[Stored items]
────
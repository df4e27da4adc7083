use chrono::NaiveDate;
use rust_decimal::Decimal;
use serde::{Deserialize, Serialize};

use jobboard_core::{
    currency::format_currency, validate, Company, CompanyId, FieldError, JobDetails, JobField,
    JobOpportunity, ValidationErrors,
};

/// Request body for creating or replacing a job opportunity.
///
/// The company display name is never accepted from callers; it is taken from
/// the company resolved through `company_id`.
#[derive(Debug, Default, Deserialize)]
#[serde(rename_all = "camelCase")]
pub struct JobForm {
    pub title: Option<String>,
    pub description: Option<String>,
    pub company_id: Option<CompanyId>,
    pub location: Option<String>,
    pub salary: Option<Decimal>,
    pub posted_date: Option<NaiveDate>,
    pub closing_date: Option<NaiveDate>,
    pub is_active: Option<bool>,
}

impl JobForm {
    /// Binds the form to [`JobDetails`].
    ///
    /// Missing values are reported together with every other constraint
    /// failure. `posted_date` defaults to `today`, `is_active` to `true`.
    pub fn into_details(
        self,
        company: Option<&Company>,
        today: NaiveDate,
    ) -> Result<JobDetails, ValidationErrors> {
        let mut missing = ValidationErrors::new();

        let salary = self.salary.unwrap_or_else(|| {
            missing.push(FieldError::required(JobField::Salary));
            Decimal::ZERO
        });
        let posted_date = self.posted_date.unwrap_or(today);
        let closing_date = self.closing_date.unwrap_or_else(|| {
            missing.push(FieldError::required(JobField::ClosingDate));
            posted_date
        });

        let details = JobDetails {
            title: self.title.unwrap_or_default(),
            description: self.description.unwrap_or_default(),
            company: company.map(|c| c.name.clone()).unwrap_or_default(),
            location: self.location.unwrap_or_default(),
            salary,
            posted_date,
            closing_date,
            is_active: self.is_active.unwrap_or(true),
            company_id: company.map(|c| c.id).unwrap_or_default(),
        };

        if let Err(errors) = validate(&details) {
            missing.merge(errors);
        }
        missing.into_result().map(|()| details)
    }
}

/// Job opportunity as returned to callers, with the salary formatted for display.
#[derive(Debug, Serialize)]
#[serde(rename_all = "camelCase")]
pub struct JobView {
    #[serde(flatten)]
    pub job: JobOpportunity,
    pub salary_display: String,
}

impl JobView {
    pub fn new(job: JobOpportunity, currency_symbol: &str) -> Self {
        let salary_display = format_currency(job.details.salary, currency_symbol);
        Self {
            job,
            salary_display,
        }
    }
}
use sqlx::SqlitePool;
use thiserror::Error;

use jobboard_core::{Company, CompanyId, CompanyOption};

/// Read-only access to the `companies` reference table.
#[derive(Clone)]
pub struct CompanyRepository {
    pub(crate) pool: SqlitePool,
}

impl CompanyRepository {
    /// Lists company names ordered by id.
    pub async fn list_names(&self) -> Result<Vec<String>, CompanyError> {
        let names = sqlx::query_scalar::<_, String>("SELECT name FROM companies ORDER BY id")
            .fetch_all(&self.pool)
            .await?;
        Ok(names)
    }

    /// Lists `(id, name)` pairs ordered by id.
    pub async fn list_options(&self) -> Result<Vec<CompanyOption>, CompanyError> {
        let rows = sqlx::query_as::<_, (i64, String)>("SELECT id, name FROM companies ORDER BY id")
            .fetch_all(&self.pool)
            .await?;
        Ok(rows
            .into_iter()
            .map(|(id, name)| CompanyOption { id, name })
            .collect())
    }

    pub async fn fetch(&self, id: CompanyId) -> Result<Option<Company>, CompanyError> {
        let row =
            sqlx::query_as::<_, CompanyRow>("SELECT id, name, address FROM companies WHERE id = ?")
                .bind(id)
                .fetch_optional(&self.pool)
                .await?;
        Ok(row.map(Into::into))
    }
}

#[derive(Debug, sqlx::FromRow)]
struct CompanyRow {
    id: i64,
    name: String,
    address: String,
}

impl From<CompanyRow> for Company {
    fn from(row: CompanyRow) -> Self {
        Self {
            id: row.id,
            name: row.name,
            address: row.address,
        }
    }
}

/// Errors that can occur while reading companies.
#[derive(Debug, Error)]
pub enum CompanyError {
    #[error("database error: {0}")]
    Database(#[from] sqlx::Error),
}
use std::fmt;

use chrono::{Datelike, NaiveDate};
use rust_decimal::Decimal;
use serde::Serialize;

use crate::model::JobDetails;

pub const TITLE_MAX_CHARS: usize = 100;
pub const DESCRIPTION_MAX_CHARS: usize = 1000;
pub const COMPANY_MAX_CHARS: usize = 100;
pub const LOCATION_MAX_CHARS: usize = 100;

/// Dates are exchanged and stored as `yyyy-MM-dd`, so only four-digit years fit.
pub const MIN_YEAR: i32 = 1;
pub const MAX_YEAR: i32 = 9999;

/// Fields of a job opportunity that carry constraints, in reporting order.
#[derive(Debug, Clone, Copy, PartialEq, Eq, PartialOrd, Ord, Serialize)]
#[serde(rename_all = "camelCase")]
pub enum JobField {
    Title,
    Description,
    Company,
    Location,
    Salary,
    PostedDate,
    ClosingDate,
}

impl JobField {
    pub fn as_str(self) -> &'static str {
        match self {
            Self::Title => "title",
            Self::Description => "description",
            Self::Company => "company",
            Self::Location => "location",
            Self::Salary => "salary",
            Self::PostedDate => "postedDate",
            Self::ClosingDate => "closingDate",
        }
    }

    /// Message reported when a required value is missing.
    pub fn required_message(self) -> &'static str {
        match self {
            Self::Title => "Title is required.",
            Self::Description => "Description is required.",
            Self::Company => "Company is required.",
            Self::Location => "Location is required.",
            Self::Salary => "Salary is required.",
            Self::PostedDate => "Posted Date is required.",
            Self::ClosingDate => "Closing Date is required.",
        }
    }
}

/// A single violated constraint.
#[derive(Debug, Clone, PartialEq, Eq, Serialize)]
pub struct FieldError {
    pub field: JobField,
    pub message: &'static str,
}

impl FieldError {
    pub fn new(field: JobField, message: &'static str) -> Self {
        Self { field, message }
    }

    pub fn required(field: JobField) -> Self {
        Self::new(field, field.required_message())
    }
}

/// Ordered list of field failures. Displays as the first message.
#[derive(Debug, Clone, Default, PartialEq, Eq)]
pub struct ValidationErrors {
    errors: Vec<FieldError>,
}

impl ValidationErrors {
    pub fn new() -> Self {
        Self::default()
    }

    pub fn push(&mut self, error: FieldError) {
        self.errors.push(error);
    }

    pub fn is_empty(&self) -> bool {
        self.errors.is_empty()
    }

    pub fn len(&self) -> usize {
        self.errors.len()
    }

    pub fn first(&self) -> Option<&FieldError> {
        self.errors.first()
    }

    pub fn iter(&self) -> impl Iterator<Item = &FieldError> {
        self.errors.iter()
    }

    /// Returns the failure recorded for `field`, if any.
    pub fn for_field(&self, field: JobField) -> Option<&FieldError> {
        self.errors.iter().find(|error| error.field == field)
    }

    /// Adds the failures of `other` for fields not already reported, then
    /// restores field order.
    pub fn merge(&mut self, other: ValidationErrors) {
        for error in other.errors {
            if self.for_field(error.field).is_none() {
                self.errors.push(error);
            }
        }
        self.errors.sort_by_key(|error| error.field);
    }

    pub fn into_result(self) -> Result<(), ValidationErrors> {
        if self.is_empty() {
            Ok(())
        } else {
            Err(self)
        }
    }
}

impl fmt::Display for ValidationErrors {
    fn fmt(&self, f: &mut fmt::Formatter<'_>) -> fmt::Result {
        match self.first() {
            Some(error) => f.write_str(error.message),
            None => f.write_str("no validation errors"),
        }
    }
}

impl std::error::Error for ValidationErrors {}

/// Checks every constraint of a job opportunity.
///
/// All fields are inspected; at most one failure is reported per field and
/// failures appear in field order.
pub fn validate(details: &JobDetails) -> Result<(), ValidationErrors> {
    let mut errors = ValidationErrors::new();

    let checks = [
        check_text(JobField::Title, &details.title, TITLE_MAX_CHARS),
        check_text(
            JobField::Description,
            &details.description,
            DESCRIPTION_MAX_CHARS,
        ),
        check_text(JobField::Company, &details.company, COMPANY_MAX_CHARS),
        check_text(JobField::Location, &details.location, LOCATION_MAX_CHARS),
        check_salary(details.salary),
        check_date_range(JobField::PostedDate, details.posted_date),
        check_date_range(JobField::ClosingDate, details.closing_date)
            .or_else(|| check_date_order(details.posted_date, details.closing_date)),
    ];
    for error in checks.into_iter().flatten() {
        errors.push(error);
    }

    errors.into_result()
}

fn check_text(field: JobField, value: &str, max_chars: usize) -> Option<FieldError> {
    if value.trim().is_empty() {
        return Some(FieldError::required(field));
    }
    if value.chars().count() > max_chars {
        return Some(FieldError::new(field, too_long_message(field)));
    }
    None
}

fn too_long_message(field: JobField) -> &'static str {
    match field {
        JobField::Title => "Title cannot be longer than 100 characters.",
        JobField::Description => "Description cannot be longer than 1000 characters.",
        JobField::Company => "Company cannot be longer than 100 characters.",
        JobField::Location => "Location cannot be longer than 100 characters.",
        _ => "Value is too long.",
    }
}

fn check_salary(salary: Decimal) -> Option<FieldError> {
    if salary < Decimal::ZERO {
        return Some(FieldError::new(
            JobField::Salary,
            "Salary must be a non-negative value.",
        ));
    }
    None
}

fn check_date_range(field: JobField, date: NaiveDate) -> Option<FieldError> {
    if (MIN_YEAR..=MAX_YEAR).contains(&date.year()) {
        return None;
    }
    let message = match field {
        JobField::PostedDate => "Posted Date must be between 0001-01-01 and 9999-12-31.",
        _ => "Closing Date must be between 0001-01-01 and 9999-12-31.",
    };
    Some(FieldError::new(field, message))
}

/// The closing date must fall strictly after the posted date.
pub fn check_date_order(posted: NaiveDate, closing: NaiveDate) -> Option<FieldError> {
    if closing <= posted {
        return Some(FieldError::new(
            JobField::ClosingDate,
            "Closing Date must be after Posted Date.",
        ));
    }
    None
}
────
Exercise prompt – The reply should consist solely of the lines above from the one that has "pub struct FieldError" through the one that has "pub fn merge(&mut", reproduced exactly.

Written reply –
pub struct FieldError {
    pub field: JobField,
    pub message: &'static str,
}

impl FieldError {
    pub fn new(field: JobField, message: &'static str) -> Self {
        Self { field, message }
    }

    pub fn required(field: JobField) -> Self {
        Self::new(field, field.required_message())
    }
}

/// Ordered list of field failures. Displays as the first message.
#[derive(Debug, Clone, Default, PartialEq, Eq)]
pub struct ValidationErrors {
    errors: Vec<FieldError>,
}

impl ValidationErrors {
    pub fn new() -> Self {
        Self::default()
    }

    pub fn push(&mut self, error: FieldError) {
        self.errors.push(error);
    }

    pub fn is_empty(&self) -> bool {
        self.errors.is_empty()
    }

    pub fn len(&self) -> usize {
        self.errors.len()
    }

    pub fn first(&self) -> Option<&FieldError> {
        self.errors.first()
    }

    pub fn iter(&self) -> impl Iterator<Item = &FieldError> {
        self.errors.iter()
    }

    /// Returns the failure recorded for `field`, if any.
    pub fn for_field(&self, field: JobField) -> Option<&FieldError> {
        self.errors.iter().find(|error| error.field == field)
    }

    /// Adds the failures of `other` for fields not already reported, then
    /// restores field order.
    pub fn merge(&mut self, other: ValidationErrors) {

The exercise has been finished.